▶ YOUR ASSIGNMENT
Lines from the records below that contain the word "DecisionFallback" are to be copied out.

▶ DATA EXTRACTS

····················

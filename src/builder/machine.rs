//! Builder for constructing state machines.

use crate::builder::error::BuildError;
use crate::core::State;
use crate::engine::{describe_wiring, DecisionFallback, EngineConfig, StateMachine, Transition};
use std::sync::Arc;
use stillwater::validation::Validation;

/// Builder for constructing state machines with a fluent API.
///
/// Unlike registering on a live machine, `build` insists that every
/// transition endpoint names a defined state.
#[derive(Default)]
pub struct StateMachineBuilder {
    name: Option<String>,
    initial: Option<String>,
    states: Vec<State>,
    transitions: Vec<Transition>,
    fallback: Option<Arc<dyn DecisionFallback>>,
    config: EngineConfig,
}

impl StateMachineBuilder {
    /// Create a new builder.
    pub fn new() -> Self {
        Self::default()
    }

    /// Set the machine name (required).
    pub fn name(mut self, name: impl Into<String>) -> Self {
        self.name = Some(name.into());
        self
    }

    /// Add a state. The first one added is initial unless `.initial()` says otherwise.
    pub fn state(mut self, state: State) -> Self {
        self.states.push(state);
        self
    }

    /// Add multiple states at once.
    pub fn states(mut self, states: impl IntoIterator<Item = State>) -> Self {
        self.states.extend(states);
        self
    }

    /// Choose the initial state by name.
    pub fn initial(mut self, name: impl Into<String>) -> Self {
        self.initial = Some(name.into());
        self
    }

    /// Add a transition.
    pub fn transition(mut self, transition: Transition) -> Self {
        self.transitions.push(transition);
        self
    }

    /// Add multiple transitions at once, keeping their order.
    pub fn transitions(mut self, transitions: impl IntoIterator<Item = Transition>) -> Self {
        self.transitions.extend(transitions);
        self
    }

    /// Install a decision fallback.
    pub fn fallback<F>(mut self, fallback: F) -> Self
    where
        F: DecisionFallback + 'static,
    {
        self.fallback = Some(Arc::new(fallback));
        self
    }

    pub fn config(mut self, config: EngineConfig) -> Self {
        self.config = config;
        self
    }

    /// Build the state machine.
    pub fn build(self) -> Result<StateMachine, BuildError> {
        let name = self.name.ok_or(BuildError::MissingName)?;
        if self.states.is_empty() {
            return Err(BuildError::NoStates);
        }

        let initial = match self.initial {
            Some(initial) => initial,
            None => self.states[0].name().to_string(),
        };
        let position = self
            .states
            .iter()
            .position(|state| state.name() == initial)
            .ok_or_else(|| BuildError::UnknownInitialState(initial.clone()))?;

        let mut states = self.states;
        let first = states.remove(position);
        let mut machine = StateMachine::with_initial(name, first);
        for state in states {
            let state_name = state.name().to_string();
            machine
                .add_state(state)
                .map_err(|_| BuildError::DuplicateState(state_name))?;
        }

        for transition in self.transitions {
            machine.add_transition(transition);
        }
        if let Validation::Failure(issues) = machine.validate() {
            return Err(BuildError::Wiring(describe_wiring(&issues)));
        }

        if let Some(fallback) = self.fallback {
            machine.set_shared_fallback(fallback);
        }
        machine.set_config(self.config);

        Ok(machine)
    }
}

#[cfg(test)]
mod tests {
    use super::*;
    use crate::engine::{Decision, DecisionRequest};

    #[test]
    fn builder_requires_name() {
        let result = StateMachineBuilder::new().state(State::new("A")).build();

        assert!(matches!(result, Err(BuildError::MissingName)));
    }

    #[test]
    fn builder_requires_states() {
        let result = StateMachineBuilder::new().name("m").build();

        assert!(matches!(result, Err(BuildError::NoStates)));
    }

    #[test]
    fn first_state_is_initial_by_default() {
        let machine = StateMachineBuilder::new()
            .name("m")
            .state(State::new("A"))
            .state(State::new("B"))
            .build()
            .unwrap();

        assert_eq!(machine.current_name(), Some("A"));
        assert_eq!(machine.history().names(), vec!["A"]);
    }

    #[test]
    fn explicit_initial_state_wins() {
        let machine = StateMachineBuilder::new()
            .name("m")
            .states([State::new("A"), State::new("B")])
            .initial("B")
            .build()
            .unwrap();

        assert_eq!(machine.current_name(), Some("B"));
        assert_eq!(machine.state_names(), vec!["A", "B"]);
    }

    #[test]
    fn unknown_initial_state_is_rejected() {
        let result = StateMachineBuilder::new()
            .name("m")
            .state(State::new("A"))
            .initial("Z")
            .build();

        assert!(matches!(result, Err(BuildError::UnknownInitialState(ref n)) if n == "Z"));
    }

    #[test]
    fn duplicate_states_are_rejected() {
        let result = StateMachineBuilder::new()
            .name("m")
            .states([State::new("A"), State::new("B"), State::new("A")])
            .build();

        assert!(matches!(result, Err(BuildError::DuplicateState(ref n)) if n == "A"));
    }

    #[test]
    fn dangling_transitions_are_rejected() {
        let result = StateMachineBuilder::new()
            .name("m")
            .state(State::new("A"))
            .transition(Transition::new("A", "B"))
            .transition(Transition::new("C", "A"))
            .build();

        match result {
            Err(BuildError::Wiring(details)) => {
                assert!(details.contains("'B'"));
                assert!(details.contains("'C'"));
            }
            other => panic!(
                "Expected wiring error, got {:?}",
                other.map(|m| m.name().to_string())
            ),
        }
    }

    #[test]
    fn fallback_and_config_are_installed() {
        let machine = StateMachineBuilder::new()
            .name("m")
            .state(State::new("A"))
            .fallback(|_: &DecisionRequest<'_>| -> Option<Decision> { None })
            .config(EngineConfig {
                annotate_decisions: false,
                ..EngineConfig::default()
            })
            .build()
            .unwrap();

        assert!(machine.has_fallback());
        assert!(!machine.config().annotate_decisions);
    }
}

····················

▶ ANSWER FOR THE TASK
use crate::engine::{describe_wiring, DecisionFallback, EngineConfig, StateMachine, Transition};
    fallback: Option<Arc<dyn DecisionFallback>>,
        F: DecisionFallback + 'static,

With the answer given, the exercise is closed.